Posts Tagged ‘first run theatre’

by Eric Berg
Directed by Phil Wright
First Run Theatre
August 11, 2023

Lexy Witcher, Jade Cash, Monica Allen
Photo: First Run Theatre

First Run Theatre is staging a compelling, highly evocative show at the Kranzberg Arts Center. Wayward, by Eric Berg, isn’t entirely original in terms of story, but it does an excellent job of portraying the characters in a specific time, place, and cultural moment in history. It’s also an ideal vehicle for the terrific cast that director Phil Wright has assembled. 

The framing device presents focal character Carol Kwiatkowski (Lexy Witcher) as a middle-aged mother in the mid-1980’s, telling a story to an unnamed and unseen adult child. The bulk of the story, though, takes place in Kansas City, Missouri in 1962, at the “Home for Wayward Girls”, operated by an order of Catholic nuns led by the stern Sister Elizabeth (Monica Allen), and assisted by the younger, more approachable Sister Anne (Jade Cash). The young Carol, pregnant and unmarried, arrives at the home early in the year and is advised of the rules and expectations by the sisters, although she insists she won’t be staying long, as her boyfriend Ronnie should be there to pick her up soon so they can get married and raise their child together. Sister Elizabeth has heard this story before, and is doubtful, but reluctantly allows Carol to delay signing an adoption consent form. Then, Carol is introduced to the other residents of the house, known by nicknames and aliases because they are “encouraged” not to use their real names or share personal information. So, we meet the friendly Country Girl (Mckenna Stroud); the well-read, culturally connected Mayflower (Sarah Vallo); the gruff, cynical Jersey Girl (Amie Bossi); and Maggie (Camryn Ruhl), who is due to give birth any day now. Over the course of the next few months, we see the developing relationships between the residents, as Carol finds her place in the group and the young women share their thoughts and hopes, as well as their contrasting personalities and efforts at friendship within the strict framework of the home’s rules, and the expectations of society around them.

This premise isn’t a new one. I’ve seen other plays and stories that cover similar ground, but what makes this one especially compelling is the characters, and especially the way the playwright portrays their relationships to one another and also to their cultural time and place, with Jackie Kennedy’s televised White House tour being a major focal point, and pop culture references brought up not just for setting, but as a reflection of the characters and society, emphasizing the fact that these are essentially “normal” young women who have found themselves in a situation made difficult by the social expectations and pressures of the time in which they live.  There are a few story threads I wish could be fleshed out a little more, but for the most part the story is engaging and thoughtful.

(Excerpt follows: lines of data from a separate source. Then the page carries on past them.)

//! Single-address retrieval and availability checks.

use tracing::{debug, instrument};

use npmesh_core::error::{NpmeshError, Result};
use npmesh_core::types::{ContentAddress, Nanopub};

use crate::engine::{fetch_attempt, ContentFetcher};

impl ContentFetcher {
    /// One verified attempt against one registry.
    ///
    /// Waits for a free slot of the registry's concurrency cap.
    #[instrument(skip(self, address), fields(address = %address))]
    pub async fn fetch_from(&self, registry: &str, address: &ContentAddress) -> Result<Nanopub> {
        let _permit = self
            .slot(registry)
            .acquire_owned()
            .await
            .map_err(|_| NpmeshError::InternalError("registry slot closed".into()))?;

        let nanopub = fetch_attempt(
            &self.http,
            self.codec.as_ref(),
            &self.connections,
            self.config.pool_wait,
            registry,
            address,
        )
        .await?;
        self.record_usage(registry);
        Ok(nanopub)
    }

    /// Retrieves one nanopub: local store first, then registries in directory order.
    ///
    /// Returns `None` when no registry holds a verified copy.
    #[instrument(skip(self, address), fields(address = %address))]
    pub async fn get_nanopub(&self, address: &ContentAddress) -> Result<Option<Nanopub>> {
        if let Some(nanopub) = self.lookup_local(address) {
            return Ok(Some(nanopub));
        }

        if let Some(local) = &self.config.local_registry {
            match self.fetch_from(local, address).await {
                Ok(nanopub) => return Ok(Some(nanopub)),
                Err(e) => debug!(registry = %local, error = %e, "Local registry miss"),
            }
        }

        let mut registries = self.directory.iter(self.directory.default_mode()).await;
        while let Some(registry) = registries.next_registry().await {
            match self.fetch_from(&registry.public_url, address).await {
                Ok(nanopub) => return Ok(Some(nanopub)),
                Err(e) => debug!(registry = %registry.public_url, error = %e, "Not retrieved"),
            }
        }
        Ok(None)
    }

    /// Lists the registries holding a verified copy of `address`.
    ///
    /// Stops at the first one unless `all` is set.
    #[instrument(skip(self, address), fields(address = %address))]
    pub async fn check_status(&self, address: &ContentAddress, all: bool) -> Result<Vec<String>> {
        let mut holders = Vec::new();
        let mut registries = self.directory.iter(self.directory.default_mode()).await;
        while let Some(registry) = registries.next_registry().await {
            match self.fetch_from(&registry.public_url, address).await {
                Ok(_) => {
                    debug!(registry = %registry.public_url, "Found");
                    holders.push(registry.public_url);
                    if !all {
                        break;
                    }
                }
                Err(e) => debug!(registry = %registry.public_url, error = %e, "Not found"),
            }
        }
        Ok(holders)
    }
}
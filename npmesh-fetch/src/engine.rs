//! The content fetcher.
//!
//! A fetch run is driven by a single coordinator that owns the work list.
//! Every attempt runs as its own tokio task holding a permit of the target
//! registry's semaphore, and reports back over a channel. The coordinator
//! wakes on each report or after the scan interval, whichever comes first.

use std::collections::{HashMap, HashSet, VecDeque};
use std::sync::Arc;
use std::time::Instant;

use dashmap::DashMap;
use rand::seq::SliceRandom;
use reqwest::header::ACCEPT;
use serde::Serialize;
use tokio::sync::{mpsc, OwnedSemaphorePermit, Semaphore};
use tracing::{debug, info, instrument, warn};

use npmesh_core::constants::COLLECTION_PATH;
use npmesh_core::error::{NpmeshError, Result};
use npmesh_core::traits::{FetchListener, LocalStore, NanopubCodec, NanopubSink};
use npmesh_core::types::{ContentAddress, Nanopub};
use npmesh_directory::RegistryDirectory;

use crate::config::FetchConfig;
use crate::race::RaceGroup;

/// Summary of a fetch run.
#[derive(Clone, Debug, Default, Serialize)]
pub struct FetchReport {
    /// Nanopubs written to the sink
    pub written: u64,
    /// Addresses that could not be resolved
    pub failed: Vec<ContentAddress>,
    /// Successful attempts per registry
    pub usage: HashMap<String, u64>,
    /// Registries known to the run
    pub registries: usize,
}

/// Resolves nanopubs and index trees across the registry federation.
pub struct ContentFetcher {
    pub(crate) directory: Arc<RegistryDirectory>,
    pub(crate) codec: Arc<dyn NanopubCodec>,
    pub(crate) store: Option<Arc<dyn LocalStore>>,
    pub(crate) config: FetchConfig,
    pub(crate) http: reqwest::Client,
    pub(crate) connections: Arc<Semaphore>,
    slots: DashMap<String, Arc<Semaphore>>,
    pub(crate) usage: DashMap<String, u64>,
}
//! Per-connection session state and the read-dispatch loop.
//!
//! A `Session` owns one WebSocket for its whole life. Its read loop pulls
//! inbound frames and routes each one to whichever consumer currently
//! expects it: the command dispatcher by default, or the rendezvous slot
//! when a handler is awaiting a query reply. Handlers run to completion
//! before the next command is dispatched, so at most one query is ever
//! outstanding per session and the reply to a query is unambiguously the
//! next inbound frame.

use futures::{Stream, StreamExt};
use parking_lot::Mutex;
use std::net::SocketAddr;
use std::sync::Arc;
use std::time::Duration;
use thiserror::Error;
use tokio::sync::mpsc;

use crate::command::CommandRegistry;
use crate::directive;
use crate::protocol::{Packet, ProtocolError};
use crate::rendezvous::{QueryError, Rendezvous};
use crate::users::{UserIdentity, UserStore};

/// Default bound on how long a query waits for the browser to answer.
pub const DEFAULT_QUERY_TIMEOUT: Duration = Duration::from_secs(30);

/// Errors surfaced by session operations and the read loop.
#[derive(Debug, Error)]
pub enum SessionError {
    /// Malformed inbound frame. Fatal: the read loop terminates.
    #[error("protocol error: {0}")]
    Protocol(#[from] ProtocolError),
    /// The peer is gone or the outbound path is down. Fatal.
    #[error("connection closed")]
    ConnectionClosed,
    /// Transport-level read failure. Fatal.
    #[error("transport error: {0}")]
    Transport(String),
    /// A query wait failed. Timeout is recoverable (the handler aborts,
    /// the session lives on); a closed wait is fatal.
    #[error(transparent)]
    Query(#[from] QueryError),
    /// A queried element does not exist. Recoverable.
    #[error("no element matches selector {0}")]
    ElementMissing(String),
}

impl SessionError {
    /// Whether this error must terminate the session.
    pub fn is_fatal(&self) -> bool {
        match self {
            SessionError::Protocol(_)
            | SessionError::ConnectionClosed
            | SessionError::Transport(_) => true,
            SessionError::Query(QueryError::Closed) => true,
            SessionError::Query(_) | SessionError::ElementMissing(_) => false,
        }
    }
}

/// State for one duplex connection.
///
/// Created on accept (after the origin check), destroyed when the read
/// loop terminates. Reconnecting browsers get a fresh session with no
/// memory of the old one.
pub struct Session {
    remote_addr: SocketAddr,
    outbound: mpsc::Sender<String>,
    rendezvous: Rendezvous,
    user: Mutex<Option<UserIdentity>>,
    registry: Arc<CommandRegistry>,
    users: Arc<dyn UserStore>,
    query_timeout: Duration,
}

impl Session {
    pub fn new(
        remote_addr: SocketAddr,
        outbound: mpsc::Sender<String>,
        registry: Arc<CommandRegistry>,
        users: Arc<dyn UserStore>,
        query_timeout: Duration,
    ) -> Self {
        Self {
            remote_addr,
            outbound,
            rendezvous: Rendezvous::new(),
            user: Mutex::new(None),
            registry,
            users,
            query_timeout,
        }
    }

    pub fn remote_addr(&self) -> SocketAddr {
        self.remote_addr
    }

    pub fn registry(&self) -> &CommandRegistry {
        &self.registry
    }

    pub fn users(&self) -> &dyn UserStore {
        &*self.users
    }

    /// The authenticated identity, if a login/register flow has completed.
    pub fn identity(&self) -> Option<UserIdentity> {
        self.user.lock().clone()
    }

    /// Replace the authenticated identity. A later login overwrites an
    /// earlier one.
    pub fn set_identity(&self, user: UserIdentity) {
        *self.user.lock() = Some(user);
    }

    // ── Outbound path ──────────────────────────────────────────────

    /// Fire-and-forget: encode and queue a directive for transmission.
    pub async fn send(&self, packet: &Packet) -> Result<(), SessionError> {
        let frame = packet.encode()?;
        self.outbound
            .send(frame)
            .await
            .map_err(|_| SessionError::ConnectionClosed)
    }

    /// Send a query directive, then suspend until the browser's reply
    /// arrives through the rendezvous slot (or the wait expires).
    pub async fn query(&self, packet: &Packet) -> Result<String, SessionError> {
        self.send(packet).await?;
        Ok(self.rendezvous.recv(self.query_timeout).await?)
    }

    // ── DOM directive operations ───────────────────────────────────

    /// Append a styled message line.
    pub async fn append_msg(&self, selector: &str, text: &str) -> Result<(), SessionError> {
        self.send(&directive::append_message(selector, text)).await
    }

    /// Append a hyperlink.
    pub async fn append_link(
        &self,
        selector: &str,
        href: &str,
        text: &str,
    ) -> Result<(), SessionError> {
        self.send(&directive::append_link(selector, href, text)).await
    }

    /// Append a line break.
    pub async fn append_break(&self, selector: &str) -> Result<(), SessionError> {
        self.send(&directive::append_break(selector)).await
    }

    /// Move input focus.
    pub async fn focus(&self, selector: &str, value: &str) -> Result<(), SessionError> {
        self.send(&directive::focus(selector, value)).await
    }

    /// Query whether an element exists.
    pub async fn exists(&self, selector: &str) -> Result<bool, SessionError> {
        let reply = self.query(&directive::exists(selector)).await?;
        Ok(reply == "true")
    }

    /// Replace an element's HTML content.
    pub async fn set_html(&self, selector: &str, value: &str) -> Result<(), SessionError> {
        self.send(&directive::set_html(selector, value)).await
    }

    /// Query an element's HTML content.
    pub async fn get_html(&self, selector: &str) -> Result<String, SessionError> {
        if !self.exists(selector).await? {
            return Err(SessionError::ElementMissing(selector.to_string()));
        }
        self.query(&directive::get_html(selector)).await
    }

    /// Set a DOM attribute.
    pub async fn set_attribute(
        &self,
        selector: &str,
        attribute: &str,
        value: &str,
    ) -> Result<(), SessionError> {
        self.send(&directive::set_attribute(selector, attribute, value))
            .await
    }

    /// Query a DOM attribute.
    pub async fn get_attribute(
        &self,
        selector: &str,
        attribute: &str,
    ) -> Result<String, SessionError> {
        self.query(&directive::get_attribute(selector, attribute)).await
    }

    /// Set a CSS property.
    pub async fn set_property(
        &self,
        selector: &str,
        property: &str,
        value: &str,
    ) -> Result<(), SessionError> {
        self.send(&directive::set_property(selector, property, value))
            .await
    }

    /// Query a computed CSS property.
    pub async fn get_property(
        &self,
        selector: &str,
        property: &str,
    ) -> Result<String, SessionError> {
        self.query(&directive::get_property(selector, property)).await
    }

    /// Toggle an element's contenteditable state.
    pub async fn editable(&self, selector: &str, value: &str) -> Result<(), SessionError> {
        self.send(&directive::editable(selector, value)).await
    }

    /// Print `text` as a message, then wait for the user's next input line.
    pub async fn prompt(&self, text: &str) -> Result<String, SessionError> {
        let text = if text.is_empty() { "Enter some input:" } else { text };
        self.append_msg(directive::OUTPUT, text).await?;
        Ok(self.rendezvous.recv(self.query_timeout).await?)
    }

    /// Masked prompt: flip the input element to a password field for the
    /// duration of the prompt, restoring the prior attribute value
    /// afterwards whether or not the prompt succeeded.
    pub async fn prompt_secure(&self, selector: &str, text: &str) -> Result<String, SessionError> {
        let prior = self.get_attribute(selector, "type").await?;
        self.set_attribute(selector, "type", "password").await?;
        let result = self.prompt(text).await;
        let restore = self.set_attribute(selector, "type", &prior).await;
        let value = result?;
        restore?;
        Ok(value)
    }

    // ── Read-dispatch loop ─────────────────────────────────────────

    /// Run the session to completion over a stream of inbound text frames.
    ///
    /// Returns `Ok(())` on clean peer close, or the fatal error that ended
    /// the session. Any suspended query is woken with
    /// [`QueryError::Closed`] on the way out.
    pub async fn run<S>(&self, inbound: S) -> Result<(), SessionError>
    where
        S: Stream<Item = Result<String, SessionError>>,
    {
        let inbound = std::pin::pin!(inbound);
        let result = self.drive(inbound).await;
        self.rendezvous.close();
        result
    }

    async fn drive<S>(&self, mut inbound: S) -> Result<(), SessionError>
    where
        S: Stream<Item = Result<String, SessionError>> + Unpin,
    {
        loop {
            // A frame nobody claimed during the previous dispatch is the
            // next command.
            let frame = match self.rendezvous.take_buffered() {
                Some(frame) => frame,
                None => match inbound.next().await {
                    Some(Ok(frame)) => frame,
                    Some(Err(e)) => return Err(e),
                    None => return Ok(()),
                },
            };

            // No query can be pending here (no handler is running), so
            // this frame must be a structured command packet.
            let packet = Packet::decode(&frame)?;
            let Some(name) = packet.command_name().map(str::to_owned) else {
                return Err(ProtocolError::EmptyCommand.into());
            };

            // Dispatch the handler while continuing to pump the transport:
            // frames arriving mid-handler feed the rendezvous slot instead
            // of being dispatched.
            let mut teardown: Option<SessionError> = None;
            let outcome = {
                let fut = self.registry.dispatch(self, &packet.args);
                let mut fut = std::pin::pin!(fut);
                loop {
                    tokio::select! {
                        result = &mut fut => break result,
                        msg = inbound.next(), if teardown.is_none() => match msg {
                            Some(Ok(frame)) => {
                                // Claimed by the pending query, or buffered
                                // in arrival order for later.
                                let _ = self.rendezvous.deliver(frame);
                            }
                            Some(Err(e)) => {
                                teardown = Some(e);
                                self.rendezvous.close();
                            }
                            None => {
                                teardown = Some(SessionError::ConnectionClosed);
                                self.rendezvous.close();
                            }
                        },
                    }
                }
            };

            if let Some(teardown) = teardown {
                // The transport died mid-handler. Whatever error the handler
                // returned (typically a Closed query wait) is a consequence
                // of the teardown, not a fault of its own.
                if let Err(e) = outcome {
                    tracing::debug!(command = %name, error = %e, "handler ended by teardown");
                }
                return match teardown {
                    SessionError::ConnectionClosed => Ok(()),
                    other => Err(other),
                };
            }

            if let Err(e) = outcome {
                if e.is_fatal() {
                    return Err(e);
                }
                tracing::warn!(
                    addr = %self.remote_addr,
                    command = %name,
                    error = %e,
                    "command failed"
                );
            }
        }
    }
}

impl std::fmt::Debug for Session {
    fn fmt(&self, f: &mut std::fmt::Formatter<'_>) -> std::fmt::Result {
        f.debug_struct("Session")
            .field("remote_addr", &self.remote_addr)
            .field("user", &*self.user.lock())
            .finish_non_exhaustive()
    }
}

The evocation of time and place is excellent, and particularly compelling. I believe these characters, and the terrific performers make me believe them all the more. Witcher, as Carol, is an ideal, approachable lead, taking a credible emotional journey and bringing the audience along with her. Cash is also memorable as the initially shy, but increasingly sympathetic Sister Anne. All of the players are strong, from Allen’s stern but multi-dimensional Sister Elizabeth, to Stroud’s kind Country Girl, Vallo’s reserved but also kind Mayflower, Bossi’s defensively snarky Jersey Girl, and Ruhl’s two important and contrasting roles. It’s a cohesive ensemble, bringing much energy and heart to the proceedings. 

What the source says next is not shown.